How a variety of Schemes represent complex numbers:
Exact, inexact, and mixed complex number representations, where inexact and mixed numbers that are = are nevertheless distinct in the sense of eqv?: Gambit, Chibi. (Also CLISP, Pure.)
Exact, inexact, and mixed complex number representations, where inexact and mixed numbers that are = are the same in the sense of eqv?: MIT, STklos.
Exact and inexact complex number representations only (mixed complex numbers become inexact): Racket, Chicken with the numbers egg, Scheme48/scsh, Kawa, Chez, Vicare, Larceny, Ypsilon, IronScheme, Spark, Wraith. (Also ABCL, Allegro CL, Clozure CL, CMUCL, ECL, GNU CL, LispWorks, SBCL, Scieneer CL.)
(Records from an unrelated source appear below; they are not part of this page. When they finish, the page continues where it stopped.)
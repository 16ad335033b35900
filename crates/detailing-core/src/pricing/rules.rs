use super::domain::{PricingRule, RuleType};
use chrono::{Datelike, NaiveDate};

pub(crate) const DEFAULT_HOUR: u32 = 12;
pub(crate) const DEFAULT_PEAK_START: u32 = 10;
pub(crate) const DEFAULT_PEAK_END: u32 = 14;

/// Booking slot attributes the rule predicates look at.
#[derive(Debug, Clone, Copy, PartialEq, Eq)]
pub(crate) struct SlotSignals<'a> {
    /// 0 = Sunday .. 6 = Saturday.
    pub day_of_week: u32,
    pub hour: u32,
    pub weather: Option<&'a str>,
}

impl<'a> SlotSignals<'a> {
    pub(crate) fn new(date: NaiveDate, time: &str, weather: Option<&'a str>) -> Self {
        Self {
            day_of_week: date.weekday().num_days_from_sunday(),
            hour: parse_hour(time),
            weather,
        }
    }
}

/// Leading hour of an `HH:MM` string, or [`DEFAULT_HOUR`] when unreadable.
pub(crate) fn parse_hour(time: &str) -> u32 {
    time.trim()
        .split(':')
        .next()
        .and_then(|hour| hour.trim().parse::<u32>().ok())
        .unwrap_or(DEFAULT_HOUR)
}

pub(crate) fn rule_matches(rule: &PricingRule, slot: &SlotSignals<'_>) -> bool {
    let conditions = &rule.conditions;
    match &rule.rule_type {
        RuleType::Weekend => matches!(slot.day_of_week, 0 | 6),
        RuleType::PeakHour => {
            let start = conditions.start_hour.unwrap_or(DEFAULT_PEAK_START);
            let end = conditions.end_hour.unwrap_or(DEFAULT_PEAK_END);
            start <= slot.hour && slot.hour < end
        }
        RuleType::HighDemand => conditions.always == Some(true),
        RuleType::Weather => match (conditions.weather.as_deref(), slot.weather) {
            (Some(expected), Some(actual)) => expected == actual,
            _ => false,
        },
        RuleType::Unknown(_) => false,
    }
}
Inexact complex number representations only: Gauche, Guile, SISC, SCM, KSi, Scheme 7, UMB, Stalin. (Also Fortran, C/C++, Python, etc.)
Exact complex number representations only: Owl Lisp (which has no inexact numbers).
No complex numbers: plain Chicken, Bigloo, Ikarus, NexJ, SigScheme, Shoe, TinyScheme, Scheme 9, Dream, RScheme, BDC, XLisp, Rep, Schemik, Elk, VX, Oaklisp, Llava, SXM, Sizzle, FemtoLisp, Dfsch, Inlab.
Mosh has a bug whereby numbers that are = are always eqv? even if they differ in exactness; it supports exact, inexact, and mixed complex number representations, but doesn't differentiate exact from inexact properly.